*EXERCISE DETAILS:* Return verbatim every line from the first line of the data below to the line that contains "Hash, Serialize, Deserialize)]", inclusive, and no further.

★ ★ ★ ★

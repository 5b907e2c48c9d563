//! User entity

use chrono::{DateTime, Utc};
use serde::{Deserialize, Serialize};
use std::fmt;
use std::str::FromStr;

use core_kernel::UserId;

/// Role granted to a user
#[derive(Debug, Clone, Copy, PartialEq, Eq, Hash, Serialize, Deserialize)]
#[serde(rename_all = "SCREAMING_SNAKE_CASE")]
pub enum UserRole {
    Customer,
    Admin,
}

impl UserRole {
    pub fn as_str(&self) -> &'static str {
        match self {
            UserRole::Customer => "CUSTOMER",
            UserRole::Admin => "ADMIN",
        }
    }
}

impl fmt::Display for UserRole {
    fn fmt(&self, f: &mut fmt::Formatter<'_>) -> fmt::Result {
        f.write_str(self.as_str())
    }
}

impl FromStr for UserRole {
    type Err = String;

    fn from_str(s: &str) -> Result<Self, Self::Err> {
        match s.trim().to_ascii_uppercase().as_str() {
            "CUSTOMER" => Ok(UserRole::Customer),
            "ADMIN" => Ok(UserRole::Admin),
            other => Err(format!("unknown role: {}", other)),
        }
    }
}

/// A registered user
#[derive(Debug, Clone, PartialEq, Eq, Serialize, Deserialize)]
pub struct User {
    pub id: UserId,
    pub name: String,
    /// Stored lowercase; unique across users
    pub email: String,
    pub phone: Option<String>,
    pub address: Option<String>,
    pub role: UserRole,
    pub created_at: DateTime<Utc>,
    pub updated_at: DateTime<Utc>,
    /// Optimistic concurrency token, bumped by every successful save
    pub version: i64,
}

/// Registration input
#[derive(Debug, Clone)]
pub struct NewUser {
    pub name: String,
    pub email: String,
    pub phone: Option<String>,
    pub address: Option<String>,
    pub role: UserRole,
}

impl NewUser {
    pub fn new(name: impl Into<String>, email: impl Into<String>, role: UserRole) -> Self {
        Self {
            name: name.into(),
            email: email.into(),
            phone: None,
            address: None,
            role,
        }
    }

    pub fn with_phone(mut self, phone: impl Into<String>) -> Self {
        self.phone = Some(phone.into());
        self
    }

    pub fn with_address(mut self, address: impl Into<String>) -> Self {
        self.address = Some(address.into());
        self
    }
}

/// Partial update; `None` leaves a field unchanged
#[derive(Debug, Clone, Default)]
pub struct UserUpdate {
    pub name: Option<String>,
    pub email: Option<String>,
    pub phone: Option<String>,
    pub address: Option<String>,
    pub role: Option<UserRole>,
}
impl InventoryLedger {
    pub fn new(port: Arc<dyn CatalogPort>, clock: Arc<dyn Clock>) -> Self {
        Self {
            port,
            clock,
            locks: KeyedLocks::new(),
        }
    }

    /// Deducts `quantity` units from the resource.
    ///
    /// Checks run in order: quantity must be positive, enough units must
    /// remain, and the resource must not have expired (tours only).
    #[instrument(skip(self), fields(resource = %resource))]
    pub async fn reserve(
        &self,
        resource: ResourceRef,
        quantity: i64,
    ) -> Result<BookableResource, CatalogError> {
        let quantity = validation::positive_quantity("quantity", quantity)?;
        let _guard = self.locks.lock(&resource).await;
        self.deduct(resource, quantity).await
    }

    /// Reserves like [`reserve`](Self::reserve), then runs `record` with the
    /// updated resource while still holding the resource lock.
    ///
    /// If `record` fails the units are returned before the lock is dropped,
    /// so other callers never observe the interim deduction.
    #[instrument(skip(self, record), fields(resource = %resource))]
    pub async fn reserve_with<F, Fut, T, E>(
        &self,
        resource: ResourceRef,
        quantity: i64,
        record: F,
    ) -> Result<T, E>
    where
        F: FnOnce(BookableResource) -> Fut,
        Fut: Future<Output = Result<T, E>>,
        E: From<CatalogError>,
    {
        let quantity = validation::positive_quantity("quantity", quantity).map_err(CatalogError::from)?;
        let _guard = self.locks.lock(&resource).await;

        let reserved = self.deduct(resource, quantity).await?;
        match record(reserved).await {
            Ok(recorded) => Ok(recorded),
            Err(e) => {
                if let Err(undo) = self.restore(resource, quantity).await {
                    error!(quantity, error = %undo, "Failed to return units after aborted write");
                }
                Err(e)
            }
        }
    }

    /// Returns `quantity` units to the resource.
    ///
    /// Fails with `CapacityExceeded` if that would leave more units available
    /// than the resource has.
    #[instrument(skip(self), fields(resource = %resource))]
    pub async fn release(
        &self,
        resource: ResourceRef,
        quantity: i64,
    ) -> Result<BookableResource, CatalogError> {
        let quantity = validation::positive_quantity("quantity", quantity)?;
        let _guard = self.locks.lock(&resource).await;
        self.restore(resource, quantity).await
    }

    /// Re-deducts units that were released by an operation which then failed
    /// to persist. Skips the expiry policy: the units belonged to a booking
    /// that already existed before the tour started.
    #[instrument(skip(self), fields(resource = %resource))]
    pub async fn reclaim(
        &self,
        resource: ResourceRef,
        quantity: i64,
    ) -> Result<BookableResource, CatalogError> {
        let quantity = validation::positive_quantity("quantity", quantity)?;
        let _guard = self.locks.lock(&resource).await;

        let mut current = self.load(resource).await?;
        let available = current.available();
        if available < quantity {
            return Err(CatalogError::InsufficientCapacity {
                resource,
                requested: quantity,
                available,
            });
        }

        current.set_available(available - quantity, self.clock.now());
        let saved = self.store(&current).await?;
        info!(quantity, available = saved.available(), "Units reclaimed");
        Ok(saved)
    }

    /// Pure read: enough units remain and the resource has not expired
    pub async fn is_available(
        &self,
        resource: ResourceRef,
        quantity: i64,
    ) -> Result<bool, CatalogError> {
        let quantity = validation::positive_quantity("quantity", quantity)?;
        let current = self.load(resource).await?;
        Ok(current.available() >= quantity && current.expired_on(self.clock.today()).is_none())
    }

    /// Booked fraction of the resource's capacity
    pub async fn utilization(&self, resource: ResourceRef) -> Result<f64, CatalogError> {
        Ok(self.load(resource).await?.utilization())
    }

    pub async fn get(&self, resource: ResourceRef) -> Result<BookableResource, CatalogError> {
        self.load(resource).await
    }

    /// Serializes an administrative write with ledger operations on the same resource
    pub(crate) async fn exclusive<F, Fut, T>(&self, resource: ResourceRef, f: F) -> T
    where
        F: FnOnce() -> Fut,
        Fut: Future<Output = T>,
    {
        let _guard = self.locks.lock(&resource).await;
        f().await
    }

    /// Caller holds the resource lock
    async fn deduct(&self, resource: ResourceRef, quantity: u32) -> Result<BookableResource, CatalogError> {
        let mut current = self.load(resource).await?;
        let available = current.available();
        if available < quantity {
            return Err(CatalogError::InsufficientCapacity {
                resource,
                requested: quantity,
                available,
            });
        }
        if let Some(start_date) = current.expired_on(self.clock.today()) {
            return Err(CatalogError::Expired {
                resource,
                start_date,
            });
        }

        current.set_available(available - quantity, self.clock.now());
        let saved = self.store(&current).await?;
        info!(quantity, available = saved.available(), "Units reserved");
        Ok(saved)
    }

    /// Caller holds the resource lock
    async fn restore(&self, resource: ResourceRef, quantity: u32) -> Result<BookableResource, CatalogError> {
        let mut current = self.load(resource).await?;
        let available = current.available();
        let capacity = current.capacity();
        let restored = available
            .checked_add(quantity)
            .filter(|restored| *restored <= capacity)
            .ok_or(CatalogError::CapacityExceeded {
                resource,
                requested: quantity,
                available,
                capacity,
            })?;

        current.set_available(restored, self.clock.now());
        let saved = self.store(&current).await?;
        info!(quantity, available = saved.available(), "Units released");
        Ok(saved)
    }

    async fn load(&self, resource: ResourceRef) -> Result<BookableResource, CatalogError> {
        self.port
            .get_resource(resource)
            .await
            .map_err(|e| CatalogError::from_resource_lookup(resource, e))
    }

    async fn store(&self, resource: &BookableResource) -> Result<BookableResource, CatalogError> {
        self.port.save_resource(resource).await.map_err(|e| {
            if e.is_conflict() {
                warn!(resource = %resource.resource_ref(), "Concurrent write on resource");
            }
            CatalogError::Port(e)
        })
    }
}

★ ★ ★ ★

*WRITTEN RESPONSE:*
repository 5b907e2c48c9d563
//! User entity

use chrono::{DateTime, Utc};
use serde::{Deserialize, Serialize};
use std::fmt;
use std::str::FromStr;

use core_kernel::UserId;

/// Role granted to a user
#[derive(Debug, Clone, Copy, PartialEq, Eq, Hash, Serialize, Deserialize)]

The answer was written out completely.